What is more, 38% state their child has seen or listened to something that seemed suspicious to them, be that videos (72%), music (32%) or photos (29%). Obviously, this data shows the need to explore the interests of children, to make sure everything is alright or if it is necessary to take action.
Not all the parents realise it – only 16% of them befriend their children via social networks in order to be connected with their kids – sometimes real communication is not enough and the parents have to look carefully at their children’s webpages.
“It gets harder and harder for parents to keep up with the pace of the modern evolving world. They are often left out of the picture as they simply do not catch up with trends that emerge way too fast,” says Maher Yamout, Senior Security Researcher at Kaspersky.

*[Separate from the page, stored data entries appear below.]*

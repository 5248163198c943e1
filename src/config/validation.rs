//! Configuration validation.
//!
//! # Responsibilities
//! - Semantic validation (serde handles syntactic)
//! - Check referential integrity (behaviors reference existing origins)
//! - Validate value ranges (timeouts > 0, addresses parse)
//!
//! # Design Decisions
//! - Returns all validation errors, not just first
//! - Validation is pure function: EdgeConfig → Result<(), Vec<ValidationError>>
//! - Runs before config is accepted into the system

use std::collections::HashSet;
use std::net::SocketAddr;

use thiserror::Error;
use url::Url;

use crate::config::schema::EdgeConfig;

/// A single semantic problem in a config.
#[derive(Debug, Clone, PartialEq, Eq, Error)]
pub enum ValidationError {
    #[error("{field}: invalid socket address `{value}`")]
    InvalidAddress { field: &'static str, value: String },
    #[error("rewrite.fetch_scheme must be http or https, got `{0}`")]
    InvalidScheme(String),
    #[error("{0} must not be empty")]
    Empty(&'static str),
    #[error("redirect.base_url `{0}` is not an absolute http(s) URL")]
    InvalidBaseUrl(String),
    #[error("{0} must be greater than zero")]
    NotPositive(&'static str),
    #[error("origin `{0}` is declared more than once")]
    DuplicateOrigin(String),
    #[error("behavior `{pattern}` references unknown origin `{origin}`")]
    UnknownOrigin { pattern: String, origin: String },
    #[error("path pattern `{0}` must start with `/` or `*`")]
    InvalidPathPattern(String),
}

pub fn validate_config(config: &EdgeConfig) -> Result<(), Vec<ValidationError>> {
    let mut errors = Vec::new();

    if config.listener.bind_address.parse::<SocketAddr>().is_err() {
        errors.push(ValidationError::InvalidAddress {
            field: "listener.bind_address",
            value: config.listener.bind_address.clone(),
        });
    }
    if config.listener.max_connections == 0 {
        errors.push(ValidationError::NotPositive("listener.max_connections"));
    }
    if config.distribution.domain_name.trim().is_empty() {
        errors.push(ValidationError::Empty("distribution.domain_name"));
    }

    validate_rewrite(config, &mut errors);
    validate_redirect(config, &mut errors);
    validate_behaviors(config, &mut errors);

    if config.timeouts.request_secs == 0 {
        errors.push(ValidationError::NotPositive("timeouts.request_secs"));
    }
    if config.timeouts.max_body_bytes == 0 {
        errors.push(ValidationError::NotPositive("timeouts.max_body_bytes"));
    }

    if config.observability.metrics_enabled
        && config
            .observability
            .metrics_address
            .parse::<SocketAddr>()
            .is_err()
    {
        errors.push(ValidationError::InvalidAddress {
            field: "observability.metrics_address",
            value: config.observability.metrics_address.clone(),
        });
    }

    if errors.is_empty() {
        Ok(())
    } else {
        Err(errors)
    }
}

fn validate_rewrite(config: &EdgeConfig, errors: &mut Vec<ValidationError>) {
    let rewrite = &config.rewrite;

    if let Some(scheme) = &rewrite.fetch_scheme {
        if !matches!(scheme.as_str(), "http" | "https") {
            errors.push(ValidationError::InvalidScheme(scheme.clone()));
        }
    }
    if rewrite.index_document.trim_start_matches('/').is_empty() {
        errors.push(ValidationError::Empty("rewrite.index_document"));
    }
    if rewrite.allowed_headers.is_empty() {
        errors.push(ValidationError::Empty("rewrite.allowed_headers"));
    }
    if rewrite.fetch_timeout_secs == Some(0) {
        errors.push(ValidationError::NotPositive("rewrite.fetch_timeout_secs"));
    }
}

fn validate_redirect(config: &EdgeConfig, errors: &mut Vec<ValidationError>) {
    let base_url = &config.redirect.base_url;
    let valid = Url::parse(base_url)
        .map(|url| matches!(url.scheme(), "http" | "https") && url.has_host())
        .unwrap_or(false);
    if !valid {
        errors.push(ValidationError::InvalidBaseUrl(base_url.clone()));
    }
}

fn validate_behaviors(config: &EdgeConfig, errors: &mut Vec<ValidationError>) {
    let mut names = HashSet::new();
    for origin in &config.origins {
        if !names.insert(origin.name.as_str()) {
            errors.push(ValidationError::DuplicateOrigin(origin.name.clone()));
        }
        if origin.address.trim().is_empty() {
            errors.push(ValidationError::Empty("origins.address"));
        }
    }

    if !names.contains(config.default_behavior.origin.as_str()) {
        errors.push(ValidationError::UnknownOrigin {
            pattern: "default".to_string(),
            origin: config.default_behavior.origin.clone(),
        });
    }

    for behavior in &config.behaviors {
        if !(behavior.path_pattern.starts_with('/') || behavior.path_pattern.starts_with('*')) {
            errors.push(ValidationError::InvalidPathPattern(
                behavior.path_pattern.clone(),
            ));
        }
        if !names.contains(behavior.origin.as_str()) {
            errors.push(ValidationError::UnknownOrigin {
                pattern: behavior.path_pattern.clone(),
                origin: behavior.origin.clone(),
            });
        }
    }
}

“However, it is possible to stop this backlog by communicating with your child and ensuring your presence on the Internet – to build trust and a good relationship with your child you have to know what you are talking about with them”.
In order to eliminate groundless suspicions about your child’s digital life and to secure their presence on social media, Kaspersky strongly recommends following this advice:
- Learn more on the topic of children’s cybersecurity: explore modern trends, apps, the way of behaviour that has to be adopted in order to safeguard against dangers (for instance, the basic security rules while on the Internet).
- Communicate with your child and define the boundaries which are not meant to be crossed: discuss with them safe locations both real and webpages.